In this study we identified novel RNA structures that alter VEEV replication fitness specifically in macrophages, but not in other cell types. To our knowledge, this is the first time that VEEV RNA structure has been demonstrated to alter cellular tropism. In addition, we identified several RBPs which enhance replication of E1 enzootic mutants, namely FBL, DHX38, THRAP3, and UBAP2L. To our knowledge, none of these RBPs have previously been shown to play a role in facilitating alphavirus replication, or for the most part, other RNA viruses. Interestingly, FBL is well described to play a role in movement of plant viruses (reviewed in [44]) and has also been implicated in enhancing translation of structural genes of some viruses (reviewed in [45]). The mechanism of enhanced translation has been proposed to be mediated through protein-protein interactions, thus how FBL enhances enzootic VEEV replication through RNA interactions remains to be determined. As FBL is also known to play a role in processing and modification of rRNAs, recruitment to VEEV RNA may also impact cellular responses in a manner that benefits viral replication, analogous to what has previously been shown for other RBPs that are recruited to the SINV genome (e.g. HuR)[46]. Further RNA-protein interaction studies will reveal the molecular mechanisms by which these RBPs contribute to cell type specific replication fitness and tropism.
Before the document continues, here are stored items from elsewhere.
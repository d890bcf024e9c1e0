//! Tag → factory table used to reconstruct values during decode.
//!
//! Every decode goes through a [`TypeRegistry`]: the tag read from the wire
//! selects a factory, the factory builds an empty value of the right kind,
//! and that value decodes its own bytes. The sixteen built-in kinds are
//! always present in [`TypeRegistry::with_builtins`]; further kinds are
//! added with [`TypeRegistry::register`] or, for the process-wide instance,
//! [`register_global`].

use std::collections::HashMap;
use std::sync::{OnceLock, RwLock};

use tracing::debug;

use crate::error::{AttrError, AttrResult};
use crate::tag::{self, TypeTag, SENTINEL};
use crate::value::Attribute;

/// Builds an empty value of one kind.
pub type AttributeFactory = fn() -> Attribute;

/// Mapping from wire tag to value factory.
#[derive(Clone, Debug)]
pub struct TypeRegistry {
    factories: HashMap<TypeTag, AttributeFactory>,
}

impl TypeRegistry {
    /// A registry with no kinds at all.
    pub fn empty() -> Self {
        Self {
            factories: HashMap::new(),
        }
    }

    /// A registry holding the sixteen built-in kinds.
    pub fn with_builtins() -> Self {
        let mut factories: HashMap<TypeTag, AttributeFactory> = HashMap::with_capacity(32);
        factories.insert(tag::INT, || Attribute::Int(0));
        factories.insert(tag::LONG, || Attribute::Long(0));
        factories.insert(tag::DOUBLE, || Attribute::Double(0.0));
        factories.insert(tag::FLOAT, || Attribute::Float(0.0));
        factories.insert(tag::STRING, || Attribute::String(String::new()));
        factories.insert(tag::TREE, || Attribute::Tree(Default::default()));
        factories.insert(tag::ITEM_STACK, || Attribute::ItemStack(None));
        factories.insert(tag::BYTES, || Attribute::Bytes(Vec::new()));
        factories.insert(tag::BOOL, || Attribute::Bool(false));
        factories.insert(tag::STRING_ARRAY, || Attribute::StringArray(Vec::new()));
        factories.insert(tag::INT_ARRAY, || Attribute::IntArray(Vec::new()));
        factories.insert(tag::FLOAT_ARRAY, || Attribute::FloatArray(Vec::new()));
        factories.insert(tag::DOUBLE_ARRAY, || Attribute::DoubleArray(Vec::new()));
        factories.insert(tag::TREE_ARRAY, || Attribute::TreeArray(Vec::new()));
        factories.insert(tag::LONG_ARRAY, || Attribute::LongArray(Vec::new()));
        factories.insert(tag::BOOL_ARRAY, || Attribute::BoolArray(Vec::new()));
        Self { factories }
    }

    /// Register `factory` under `tag`, replacing and returning any earlier
    /// factory for that tag. Tag 0 is reserved for the tree terminator.
    pub fn register(
        &mut self,
        tag: TypeTag,
        factory: AttributeFactory,
    ) -> AttrResult<Option<AttributeFactory>> {
        if tag == SENTINEL {
            return Err(AttrError::ReservedTag(tag));
        }
        let previous = self.factories.insert(tag, factory);
        debug!(tag, replaced = previous.is_some(), "registered attribute kind");
        Ok(previous)
    }

    /// Build an empty value for `tag`.
    pub fn construct(&self, tag: TypeTag) -> AttrResult<Attribute> {
        self.factories
            .get(&tag)
            .map(|factory| factory())
            .ok_or(AttrError::UnknownTypeTag { tag })
    }

    pub fn contains(&self, tag: TypeTag) -> bool {
        self.factories.contains_key(&tag)
    }

    /// Registered tags in ascending order.
    pub fn tags(&self) -> Vec<TypeTag> {
        let mut tags: Vec<_> = self.factories.keys().copied().collect();
        tags.sort_unstable();
        tags
    }

    pub fn len(&self) -> usize {
        self.factories.len()
    }

    pub fn is_empty(&self) -> bool {
        self.factories.is_empty()
    }
}

impl Default for TypeRegistry {
    fn default() -> Self {
        Self::with_builtins()
    }
}

static GLOBAL: OnceLock<RwLock<TypeRegistry>> = OnceLock::new();

/// The process-wide registry, seeded with the built-ins on first use.
pub fn global() -> &'static RwLock<TypeRegistry> {
    GLOBAL.get_or_init(|| RwLock::new(TypeRegistry::with_builtins()))
}

/// Register a kind in the process-wide registry.
///
/// Intended for startup, before concurrent decoding begins.
pub fn register_global(
    tag: TypeTag,
    factory: AttributeFactory,
) -> AttrResult<Option<AttributeFactory>> {
    let mut registry = global()
        .write()
        .map_err(|e| AttrError::RegistryPoisoned(e.to_string()))?;
    registry.register(tag, factory)
}

/// Run `f` with a read guard on the process-wide registry.
pub fn with_global<T>(f: impl FnOnce(&TypeRegistry) -> T) -> AttrResult<T> {
    let registry = global()
        .read()
        .map_err(|e| AttrError::RegistryPoisoned(e.to_string()))?;
    Ok(f(&registry))
}
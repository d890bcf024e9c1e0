use attr_tree::AttrError;
use thiserror::Error;

#[derive(Debug, Error, PartialEq, Eq)]
pub enum SyncError {
    #[error("attribute error: {0}")]
    Attr(#[from] AttrError),

    #[error("delta entry has an empty path")]
    EmptyPath,

    #[error("delta entry for {0} carries an empty payload")]
    EmptyPayload(String),
}

pub type SyncResult<T> = Result<T, SyncError>;
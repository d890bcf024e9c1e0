use std::path::PathBuf;

use clap::{Args, Parser, Subcommand};

#[derive(Parser)]
#[command(
    name = "attr",
    about = "Inspect and compare attribute tree snapshots",
    version
)]
pub struct Cli {
    #[command(subcommand)]
    pub command: Command,

    #[arg(short, long, global = true)]
    pub verbose: bool,

    /// TOML file with decode and comparison settings
    #[arg(long, global = true)]
    pub config: Option<PathBuf>,
}

#[derive(Subcommand)]
pub enum Command {
    /// Print the contents of a snapshot
    Inspect(InspectArgs),
    /// Print the order-independent hash of a snapshot
    Hash(HashArgs),
    /// List the changes between two snapshots
    Diff(DiffArgs),
    /// Check whether one snapshot is contained in another
    Subset(SubsetArgs),
    /// Merge one snapshot into another
    Merge(MergeArgs),
}

#[derive(Args)]
pub struct InspectArgs {
    pub file: PathBuf,
    /// Also print the digest of the key-ordered encoding
    #[arg(long)]
    pub sorted: bool,
}

#[derive(Args)]
pub struct HashArgs {
    pub file: PathBuf,
    /// Key to leave out of the hash, at any depth
    #[arg(long)]
    pub ignore: Vec<String>,
}

#[derive(Args)]
pub struct DiffArgs {
    pub old: PathBuf,
    pub new: PathBuf,
    /// Full path to skip, e.g. `stats/temperature`
    #[arg(long)]
    pub ignore: Vec<String>,
}

#[derive(Args)]
pub struct SubsetArgs {
    pub subset: PathBuf,
    pub superset: PathBuf,
}

#[derive(Args)]
pub struct MergeArgs {
    pub dest: PathBuf,
    pub source: PathBuf,
    /// Where to write the result; defaults to overwriting `dest`
    #[arg(short, long)]
    pub output: Option<PathBuf>,
    /// Compress the written snapshot with zstd
    #[arg(long)]
    pub compress: bool,
}
//! Merging one tree into another.

use tracing::debug;

use crate::error::{AttrError, AttrResult};
use crate::tree::{TreeAttribute, PATH_SEPARATOR};
use crate::value::Attribute;

impl TreeAttribute {
    /// Merge `source` into this tree.
    ///
    /// Keys missing here are cloned in. Where both sides hold a tree the
    /// merge recurses; where both hold the same kind the source value
    /// replaces ours. Any key holding different kinds on the two sides fails
    /// the whole merge with [`AttrError::TypeMismatchOnMerge`] before
    /// anything is changed.
    pub fn merge(&mut self, source: &TreeAttribute) -> AttrResult<()> {
        check_merge(self, source, "")?;
        let changed = apply_merge(self, source);
        debug!(keys = source.len(), changed, "merged attribute tree");
        Ok(())
    }
}

fn check_merge(dest: &TreeAttribute, source: &TreeAttribute, prefix: &str) -> AttrResult<()> {
    for (key, theirs) in source.iter() {
        let Some(ours) = dest.get(key) else {
            continue;
        };
        let path = if prefix.is_empty() {
            key.to_owned()
        } else {
            format!("{prefix}{PATH_SEPARATOR}{key}")
        };
        match (ours, theirs) {
            (Attribute::Tree(a), Attribute::Tree(b)) => check_merge(a, b, &path)?,
            _ if ours.type_tag() != theirs.type_tag() => {
                return Err(AttrError::TypeMismatchOnMerge {
                    path,
                    expected: ours.type_tag(),
                    actual: theirs.type_tag(),
                });
            }
            _ => {}
        }
    }
    Ok(())
}

/// Returns the number of leaf values written.
fn apply_merge(dest: &mut TreeAttribute, source: &TreeAttribute) -> usize {
    let mut changed = 0;
    for (key, theirs) in source.iter() {
        match (dest.get_mut(key), theirs) {
            (Some(Attribute::Tree(ours)), Attribute::Tree(nested)) => {
                changed += apply_merge(ours, nested);
            }
            _ => {
                dest.set(key, theirs.clone());
                changed += 1;
            }
        }
    }
    changed
}

#[cfg(test)]
mod tests {
    use super::*;
    use crate::tag;

    #[test]
    fn missing_keys_are_cloned_in() {
        let mut dest = TreeAttribute::new();
        dest.set_int("hp", 10);
        let mut source = TreeAttribute::new();
        source.set_string("name", "Zara");
        source.get_or_add_tree("inv").set_int("slots", 9);

        dest.merge(&source).unwrap();
        assert_eq!(dest.get_int("hp"), Some(10));
        assert_eq!(dest.get_string("name"), Some("Zara"));

        source.get_tree_mut("inv").unwrap().set_int("slots", 1);
        assert_eq!(dest.get_tree("inv").unwrap().get_int("slots"), Some(9));
    }

    #[test]
    fn same_kind_is_replaced_and_trees_recurse() {
        let mut dest = TreeAttribute::new();
        dest.set_int("hp", 10);
        dest.get_or_add_tree("inv").set_int("slots", 9);
        let mut source = TreeAttribute::new();
        source.set_int("hp", 12);
        source.get_or_add_tree("inv").set_int("used", 3);

        dest.merge(&source).unwrap();
        assert_eq!(dest.get_int("hp"), Some(12));
        let inv = dest.get_tree("inv").unwrap();
        assert_eq!(inv.get_int("slots"), Some(9));
        assert_eq!(inv.get_int("used"), Some(3));
    }

    #[test]
    fn mismatched_kinds_fail_and_leave_destination_untouched() {
        let mut dest = TreeAttribute::new();
        dest.set_string("x", "keep");
        dest.set_int("a", 1);
        let mut source = TreeAttribute::new();
        source.set_int("a", 2);
        source.set_int("x", 5);
        let before = dest.clone();

        let err = dest.merge(&source).unwrap_err();
        assert_eq!(
            err,
            AttrError::TypeMismatchOnMerge {
                path: "x".into(),
                expected: tag::STRING,
                actual: tag::INT,
            }
        );
        assert_eq!(dest.get_string("x"), Some("keep"));
        assert_eq!(dest, before);
    }

    #[test]
    fn nested_mismatch_reports_full_path() {
        let mut dest = TreeAttribute::new();
        dest.get_or_add_tree("stats").set_int("hp", 1);
        let mut source = TreeAttribute::new();
        source.get_or_add_tree("stats").set_bool("hp", true);

        let err = dest.merge(&source).unwrap_err();
        assert!(matches!(
            err,
            AttrError::TypeMismatchOnMerge { ref path, .. } if path == "stats/hp"
        ));
    }

    #[test]
    fn tree_over_leaf_is_a_mismatch() {
        let mut dest = TreeAttribute::new();
        dest.set_int("inv", 0);
        let mut source = TreeAttribute::new();
        source.get_or_add_tree("inv");
        assert!(dest.merge(&source).is_err());
    }
}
The observation that macrophage replication is specifically impacted by changes in E1 RNA is highly relevant, as myeloid cells are important targets early during in vivo infection and macrophages are important producers of IFN in this system [24, 25]. Notably, we observed that VEEV encoding E1 RNA sequences and RNA structures from an epizootic strain (TC83; IAB) replicated poorly in macrophages in relation to enzootic mutants. This is consistent with our prior studies, which similarly demonstrated that VEEV encoding either epizootic or enzootic 3’UTR sequences replicate differentially in an IFIT2-dependent manner [15]. While seemingly counterintuitive, we predict that diminished myeloid cell replication is associated with enhanced dissemination and viremia in vivo. In our proposed model (Extended data fig. 9), enhanced replication of enzootic mutants in myeloid cells in the lymph node leads to enhanced immune activation in neighboring cells which restricts viral replication in the periphery, leading to poor dissemination and viremia, reduced transmission, and possibly reduced pathogenesis. In contrast, epizootic mutants which replicate more poorly in these cells do not induce robust immune responses leading to more efficient dissemination and transmission. This model is also supported by studies with eastern equine encephalitis virus (EEEV), in which increased macrophage replication fitness leads to potent attenuation in vivo [24]. While increased macrophage replication with EEEV correlated with enhanced IFN production, we did not observe any significant difference in IFN expression or signaling between WT and E1 mutant VEEV. Nonetheless, we predict that multiple mechanisms (IFN-dependent and -independent) may possibly play a role in VEEV emergence, given the demonstrated role for this cytokine [12, 47].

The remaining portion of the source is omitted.